1. Dans se prévaloir, le pronom personnel est construit avec un verbe neutre comme dans s'enfuir, s'écrier, et anciennement se dormir ; ce qui lui donne un sens refléchi (voy. SE).

2. " Quoique ceux qui s'attachent à l'exactitude de la grammaire soutiennent que c'est ainsi qu'il faut parler [prévaille] ; on dit à la cour prévale et non pas prévaille ; et c'est la cour qui nous doit servir de règle. " TH. CORN. Prévale est devenu le subjonctif usité.

SYNONYME

SE PRÉVALOIR, SE TARGUER. Dans se prévaloir il y a une idée d'avantage, de prépondérance qui n'est pas dans se targuer, qui exprime seulement le désir qu'on a d'humilier les autres.

HISTORIQUE

XVIe s.
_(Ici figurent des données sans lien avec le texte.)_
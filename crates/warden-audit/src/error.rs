//! Audit-related error types.
//!
//! Only reading the trail back can fail hard; appending is best effort.

use thiserror::Error;

/// Errors that can occur while reading the audit trail.
#[derive(Debug, Error)]
pub enum AuditError {
    /// The log file could not be read.
    #[error("io error: {0}")]
    IoError(#[from] std::io::Error),

    /// A line is not a valid audit entry.
    #[error("malformed audit entry on line {line}: {reason}")]
    MalformedEntry {
        /// One-based line number.
        line: usize,
        /// Parser message.
        reason: String,
    },
}

/// Result type for audit operations.
pub type AuditResult<T> = Result<T, AuditError>;
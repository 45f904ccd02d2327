//! Owner-only filesystem helpers.
//!
//! Every file Warden writes (audit trail, vault blobs, plaintext mirrors)
//! is created with mode `0o600` at open time so there is no world-readable
//! window between creation and a later `chmod`.

use std::fs::{File, OpenOptions};
use std::io::{self, Write};
use std::path::Path;

/// Create a directory (and parents) and restrict it to the owner (`0o700`).
///
/// # Errors
///
/// Returns an error if creation or permission setting fails.
pub fn create_private_dir(path: &Path) -> io::Result<()> {
    std::fs::create_dir_all(path)?;
    #[cfg(unix)]
    {
        use std::os::unix::fs::PermissionsExt;
        std::fs::set_permissions(path, std::fs::Permissions::from_mode(0o700))?;
    }
    Ok(())
}

/// Open a file for appending, creating it owner-only if absent.
///
/// # Errors
///
/// Returns an error if the file cannot be opened.
pub fn open_private_append(path: &Path) -> io::Result<File> {
    let mut options = OpenOptions::new();
    options.create(true).append(true);
    #[cfg(unix)]
    {
        use std::os::unix::fs::OpenOptionsExt;
        options.mode(0o600);
    }
    options.open(path)
}

/// Write `contents` to `path`, replacing any previous content. The file is
/// created owner-only and flushed to disk before returning.
///
/// # Errors
///
/// Returns an error if the file cannot be written.
pub fn write_private(path: &Path, contents: &[u8]) -> io::Result<()> {
    let mut options = OpenOptions::new();
    options.write(true).create(true).truncate(true);
    #[cfg(unix)]
    {
        use std::os::unix::fs::OpenOptionsExt;
        options.mode(0o600);
    }
    let mut file = options.open(path)?;
    file.write_all(contents)?;
    file.sync_all()?;

    // `mode` only applies on creation; tighten pre-existing files too.
    #[cfg(unix)]
    {
        use std::os::unix::fs::PermissionsExt;
        std::fs::set_permissions(path, std::fs::Permissions::from_mode(0o600))?;
    }
    Ok(())
}

/// Read a file, refusing to follow symlinks.
///
/// Returns `Ok(None)` if the file does not exist.
///
/// # Errors
///
/// Returns an error if the path is a symlink or cannot be read.
pub fn read_regular(path: &Path) -> io::Result<Option<Vec<u8>>> {
    let meta = match std::fs::symlink_metadata(path) {
        Ok(meta) => meta,
        Err(e) if e.kind() == io::ErrorKind::NotFound => return Ok(None),
        Err(e) => return Err(e),
    };
    if meta.file_type().is_symlink() {
        return Err(io::Error::new(
            io::ErrorKind::InvalidInput,
            format!("refusing to read {}: path is a symlink", path.display()),
        ));
    }
    std::fs::read(path).map(Some)
}
//! Warden Crypto - Cryptographic primitives for the outbound gate.
//!
//! This crate provides:
//! - Passphrase-based authenticated encryption for secrets at rest
//!   (PBKDF2-HMAC-SHA512 key derivation, AES-256-GCM)
//! - RFC 6238 time-based one-time passwords and enrollment URIs
//! - SHA-256 content hashing for document integrity checks
//! - Secure erase (zero overwrite, then unlink) of plaintext files
//!
//! # Example
//!
//! ```
//! use warden_crypto::{decrypt, encrypt};
//!
//! let blob = encrypt(b"system prompt", "correct horse").unwrap();
//! let plain = decrypt(&blob, "correct horse").unwrap();
//! assert_eq!(plain.as_slice(), b"system prompt");
//! assert!(decrypt(&blob, "wrong").is_err());
//! ```

#![deny(unsafe_code)]
#![deny(missing_docs)]
#![deny(clippy::all)]
#![warn(unreachable_pub)]
#![deny(clippy::unwrap_used)]
#![cfg_attr(test, allow(clippy::unwrap_used))]

pub mod prelude;

pub mod base32;
mod cipher;
mod error;
mod hash;
pub mod totp;
mod wipe;

pub use cipher::{
    EncryptedBlob, IV_LEN, KDF_ITERATIONS, KEY_LEN, SALT_LEN, TAG_LEN, decrypt, decrypt_to_string,
    derive_key, encrypt,
};
pub use error::{CryptoError, CryptoResult};
pub use hash::ContentHash;
pub use wipe::secure_erase;
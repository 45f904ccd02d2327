//! Warden Audit - append-only record of every outbound attempt.
//!
//! Each attempt, sent or blocked, becomes one JSON object on its own line:
//!
//! ```text
//! {"timestamp":"2026-03-01T10:00:00Z","channel":"telegram","recipient":"alice","content":"hi","blocked":false,"blockReason":null,"sessionId":null}
//! ```
//!
//! Appending is best effort. A log that cannot be opened or written is
//! reported as a degraded [`SoftOutcome`](warden_core::SoftOutcome) and the
//! delivery it accompanies goes ahead.
//!
//! # Example
//!
//! ```
//! use warden_audit::{AuditLog, AuditLogEntry, BlockReason};
//!
//! let dir = tempfile::tempdir().unwrap();
//! let log = AuditLog::new(dir.path().join("outbound.jsonl"));
//!
//! let _ = log.append(&AuditLogEntry::sent("telegram", "alice", "on my way"));
//! let _ = log.append(&AuditLogEntry::blocked(
//!     "telegram",
//!     "alice",
//!     "/reset",
//!     BlockReason::DenyCommands,
//! ));
//!
//! let entries = warden_audit::read_entries(log.path().unwrap()).unwrap();
//! assert_eq!(entries.len(), 2);
//! assert!(entries[1].blocked);
//! ```

#![deny(unsafe_code)]
#![deny(missing_docs)]
#![deny(clippy::all)]
#![warn(unreachable_pub)]
#![deny(clippy::unwrap_used)]
#![cfg_attr(test, allow(clippy::unwrap_used))]

pub mod prelude;

mod entry;
mod error;
mod log;

pub use entry::{AuditLogEntry, BlockReason, MAX_CONTENT_CHARS};
pub use error::{AuditError, AuditResult};
pub use log::{AuditLog, read_entries};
Se prevaloir [tirer parti] de la sottise ou de la lascheté des ennemis, Montaigne, I, 28. Ils abandonnerent la ville d'Annonay, après avoir gasté les grains et vivres qui restoient en icelle, de peur que les ennemis ne s'en pussent prevaloir [servir], Casteln. 148. Il se voulut elever [fâcher], se prevalant de sa maistresse, et se deffendre par plusieurs raisons, ID. 163. N'en congnoissant aujourd'hui autre [chevalier] qui le prevalust, D. Flores de Grèce, f° CXLIV, dans LACURNE.

ÉTYMOLOGIE

Lat. prævalere, de præ, avant, et valere, valoir.